So far so good; but what of socialism, which we had always considered the extreme left? Where did that fit in? Liggio analyzed socialism as a confused middle-of-the-road movement, influenced historically by both the libertarian left and the conservative right. From the individualist left the socialists took the goals of freedom: the withering away of the state, the replacement of the governing of men by the administration of things, opposition to the ruling class and a search for its overthrow, the desire to establish international peace, an advanced industrial economy and a high standard of living for the mass of the people. From the right the socialists adopted the means to achieve these goals — collectivism, state planning, community control of the individual. This put socialism in the middle of the ideological spectrum. It also meant that socialism was an unstable, self-contradictory doctrine bound to fly apart in the inner contradiction between its means and ends.
Our analysis was greatly bolstered by our becoming familiar with the new and exciting group of historians who studied under University of Wisconsin historian William Appleman Williams. From them we discovered that all of us free marketeers had erred in believing that somehow, down deep, Big Businessmen were really in favor of laissez-faire, and that their deviations from it, obviously clear and notorious in recent years, were either "sellouts" of principle to expediency or the result of astute maneuverings by liberal intellectuals.
This is the general view on the right; in the remarkable phrase of Ayn Rand, Big Business is "America’s most persecuted minority." Persecuted minority, indeed! Sure, there were thrusts against Big Business in the old McCormick Chicago Tribune and in the writings of Albert Jay Nock; but it took the Williams-Kolko analysis to portray the true anatomy and physiology of the American scene.

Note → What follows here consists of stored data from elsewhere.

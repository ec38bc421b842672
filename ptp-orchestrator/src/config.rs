//! Orchestrator configuration.

use std::{env, time::Duration};

use anyhow::{Context, Result};
use ptp_common::{parse_address, Address};
use ptp_prover::DEFAULT_PROOF_DELAY;
use ptp_verifier::DEFAULT_VERIFY_DELAY;
use ptp_wallet_state::DEFAULT_POLL_INTERVAL;

use crate::directory::DEFAULT_API_URL;

const API_URL_ENV: &str = "PTP_API_URL";
const RPC_URL_ENV: &str = "PTP_RPC_URL";
const VERIFIER_ADDRESS_ENV: &str = "PTP_VERIFIER_ADDRESS";
const PROOF_DELAY_ENV: &str = "PTP_PROOF_DELAY_MS";
const VERIFY_DELAY_ENV: &str = "PTP_VERIFY_DELAY_MS";
const POLL_INTERVAL_ENV: &str = "PTP_POLL_INTERVAL_MS";

pub const DEFAULT_RPC_URL: &str = "http://localhost:8545";

#[derive(Clone, Debug)]
pub struct OrchestratorConfig {
    /// Pump API root.
    pub api_url: String,
    /// JSON-RPC node for the wallet provider and the on-chain verifier.
    pub rpc_url: String,
    /// Deployed `verifyTx` contract; unset selects the simulated verifier.
    pub verifier_address: Option<Address>,
    pub proof_delay: Duration,
    pub verify_delay: Duration,
    pub poll_interval: Duration,
}

impl Default for OrchestratorConfig {
    fn default() -> Self {
        Self {
            api_url: DEFAULT_API_URL.to_string(),
            rpc_url: DEFAULT_RPC_URL.to_string(),
            verifier_address: None,
            proof_delay: DEFAULT_PROOF_DELAY,
            verify_delay: DEFAULT_VERIFY_DELAY,
            poll_interval: DEFAULT_POLL_INTERVAL,
        }
    }
}

impl OrchestratorConfig {
    /// Load configuration from environment variables.
    pub fn from_env() -> Result<Self> {
        Self::from_lookup(|var| env::var(var).ok())
    }

    pub fn from_lookup(lookup: impl Fn(&str) -> Option<String>) -> Result<Self> {
        let defaults = Self::default();
        let non_empty = |var: &str| lookup(var).map(|v| v.trim().to_string()).filter(|v| !v.is_empty());

        let verifier_address = non_empty(VERIFIER_ADDRESS_ENV)
            .map(|raw| parse_address(&raw))
            .transpose()
            .with_context(|| format!("{VERIFIER_ADDRESS_ENV} must be a 0x-prefixed address"))?;

        let millis = |var: &'static str, default: Duration| -> Result<Duration> {
            match non_empty(var) {
                Some(raw) => raw
                    .parse::<u64>()
                    .map(Duration::from_millis)
                    .with_context(|| format!("{var} must be a number of milliseconds")),
                None => Ok(default),
            }
        };

        Ok(Self {
            api_url: non_empty(API_URL_ENV).unwrap_or(defaults.api_url),
            rpc_url: non_empty(RPC_URL_ENV).unwrap_or(defaults.rpc_url),
            verifier_address,
            proof_delay: millis(PROOF_DELAY_ENV, defaults.proof_delay)?,
            verify_delay: millis(VERIFY_DELAY_ENV, defaults.verify_delay)?,
            poll_interval: millis(POLL_INTERVAL_ENV, defaults.poll_interval)?,
        })
    }
}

As Kolko pointed out, all the various measures of federal regulation and welfare statism that left and right alike have always believed to be mass movements against Big Business are not only now backed to the hilt by Big Business, but were originated by it for the very purpose of shifting from a free market to a cartelized economy that would benefit it. Imperialistic foreign policy and the permanent garrison state originated in the Big Business drive for foreign investments and for war contracts at home.
The role of the liberal intellectuals is to serve as "corporate liberals," weavers of sophisticated apologias to inform the masses that the heads of the American corporate state are ruling on behalf of the "common good" and the "general welfare" — like the priest in the Oriental despotism who convinced the masses that their emperor was all-wise and divine.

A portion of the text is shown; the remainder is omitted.